I'm working with a colleague shepherding a community media organization through overcoming its inertia to make much needed changes. She has no budget, no mandate, and no power. Her success is going to be the result of what I call "in reach" - reaching inside the organization to develop relationships and build trust with the people who can make the organizational change happen.
People are important
Duh. We all know this. But we tend to forget, especially at small organizations, that we can collectively achieve more if we integrate and coordinate with each other, rather than focused on our projects. The trick is figuring out what's important, and that's hard. Everyone sees their small role as essential to the organization - local news reporters especially suffer from this bias, even though in public broadcasting the content that generates the revenue and keeps their jobs from going out the window are national shows. (Footnote: Car Talk is the bohemoth that is keeping public radio audiences tuning in and pledging to their local public radio stations. In public television it's national pledge breaks produced by T.J. Lubinsky. He's like the Rodgers and Hammerstein of TV pledge: you can sing (and occasionally dance to it) and it appeals to a mass of folks, especially baby boomers.)
Leadership is important
Again, duh. But what leadership mean? It means knowing who needs to talk to whom and getting the facts down.

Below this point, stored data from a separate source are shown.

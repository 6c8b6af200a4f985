//! Pairing record generation.
//!
//! A new pairing creates a private certificate authority for the host: an
//! RSA root key with a self-signed CA certificate, a host key and
//! certificate signed by the root, and a device certificate, also signed by
//! the root, wrapping the public key the device reports as
//! `DevicePublicKey`.

use devicemux_core::PairingRecord;
use rcgen::{
    BasicConstraints, CertificateParams, DistinguishedName, IsCa, Issuer, KeyPair,
    KeyUsagePurpose, SubjectPublicKeyInfo, PKCS_RSA_SHA256,
};
use rsa::pkcs1::{DecodeRsaPublicKey, EncodeRsaPrivateKey, LineEnding};
use rsa::pkcs8::{DecodePublicKey, EncodePrivateKey, EncodePublicKey};
use rsa::{RsaPrivateKey, RsaPublicKey};
use time::{Duration, OffsetDateTime};
use tracing::debug;
use uuid::Uuid;

use crate::error::{LockdownError, Result};

const KEY_BITS: usize = 2048;

/// Pairing certificates are valid for ten years.
const CERT_VALIDITY_DAYS: i64 = 365 * 10;

struct RsaKey {
    private: RsaPrivateKey,
    signing: KeyPair,
}

impl RsaKey {
    fn generate() -> Result<Self> {
        let private = RsaPrivateKey::new(&mut rand::rngs::OsRng, KEY_BITS)
            .map_err(|e| LockdownError::Credentials(e.to_string()))?;
        let pkcs8 = private
            .to_pkcs8_pem(LineEnding::LF)
            .map_err(|e| LockdownError::Credentials(e.to_string()))?;
        let signing = KeyPair::from_pem_and_sign_algo(&pkcs8, &PKCS_RSA_SHA256)?;
        Ok(Self { private, signing })
    }

    fn pkcs1_pem(&self) -> Result<Vec<u8>> {
        let pem = self
            .private
            .to_pkcs1_pem(LineEnding::LF)
            .map_err(|e| LockdownError::Credentials(e.to_string()))?;
        Ok(pem.as_bytes().to_vec())
    }
}

fn base_params() -> CertificateParams {
    let mut params = CertificateParams::default();
    params.distinguished_name = DistinguishedName::new();
    let now = OffsetDateTime::now_utc();
    params.not_before = now;
    params.not_after = now + Duration::days(CERT_VALIDITY_DAYS);
    params
}

fn leaf_params() -> CertificateParams {
    let mut params = base_params();
    params.is_ca = IsCa::ExplicitNoCa;
    params.key_usages = vec![
        KeyUsagePurpose::DigitalSignature,
        KeyUsagePurpose::KeyEncipherment,
    ];
    params
}

/// Parse the device's public key, PKCS#1 or SubjectPublicKeyInfo PEM.
fn device_public_key(pem: &[u8]) -> Result<SubjectPublicKeyInfo> {
    let pem = std::str::from_utf8(pem)
        .map_err(|_| LockdownError::Credentials("device public key is not PEM".to_string()))?;
    let key = RsaPublicKey::from_pkcs1_pem(pem)
        .or_else(|_| RsaPublicKey::from_public_key_pem(pem))
        .map_err(|e| LockdownError::Credentials(format!("invalid device public key: {e}")))?;
    let der = key
        .to_public_key_der()
        .map_err(|e| LockdownError::Credentials(e.to_string()))?;
    Ok(SubjectPublicKeyInfo::from_der(der.as_bytes())?)
}

/// Generate a pairing record for a device.
///
/// # Errors
///
/// Returns `LockdownError::Credentials` if the device public key is invalid
/// or certificate generation fails.
pub fn generate_pairing_record(
    device_public_key_pem: &[u8],
    system_buid: &str,
) -> Result<PairingRecord> {
    let device_key = device_public_key(device_public_key_pem)?;

    let root_key = RsaKey::generate()?;
    let mut root_params = base_params();
    root_params.is_ca = IsCa::Ca(BasicConstraints::Unconstrained);
    root_params.key_usages = vec![KeyUsagePurpose::KeyCertSign, KeyUsagePurpose::CrlSign];
    let root_cert = root_params.clone().self_signed(&root_key.signing)?;
    let issuer = Issuer::from_params(&root_params, &root_key.signing);

    let host_key = RsaKey::generate()?;
    let host_cert = leaf_params().signed_by(&host_key.signing, &issuer)?;
    let device_cert = leaf_params().signed_by(&device_key, &issuer)?;

    let host_id = Uuid::new_v4().to_string().to_uppercase();
    debug!(host_id = %host_id, "Generated pairing credentials");

    Ok(PairingRecord {
        device_certificate: device_cert.pem().into_bytes(),
        host_certificate: host_cert.pem().into_bytes(),
        host_private_key: host_key.pkcs1_pem()?,
        root_certificate: root_cert.pem().into_bytes(),
        root_private_key: root_key.pkcs1_pem()?,
        host_id,
        system_buid: system_buid.to_string(),
        escrow_bag: None,
        wifi_mac_address: None,
    })
}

If there's one thing working at a public broadcaster will teach you, it's that no one agrees on what the "facts" means (and frequently get them wrong.) So this takes a lot of professional development, a lot of managing by walking around, and indeed, a lot of meetings (and I say this as someone who hates meetings.) In short it takes relationships, and the great leader is the one who can facilitate and referee and empower people to have the relationships that will make the organization stronger.
Resources are important
So many stations are a penny wise and a pound foolish. They don't want to spend the cash on a solid database system that could integrate their accounting, membership, web management and content creation. In the short run, they're right: if it ain't broke, don't fix it. But what about the long term? Is there growth in not changing? And more importantly, is it efficient in the long run? Yes, it might be cheaper not to change the system this fiscal year and even the next - but if it means having to hire more personnel, adding to the bulk of HR expenses when an integrated system could mean fewer people doing more work, public media needs to examine where it's putting its dollars.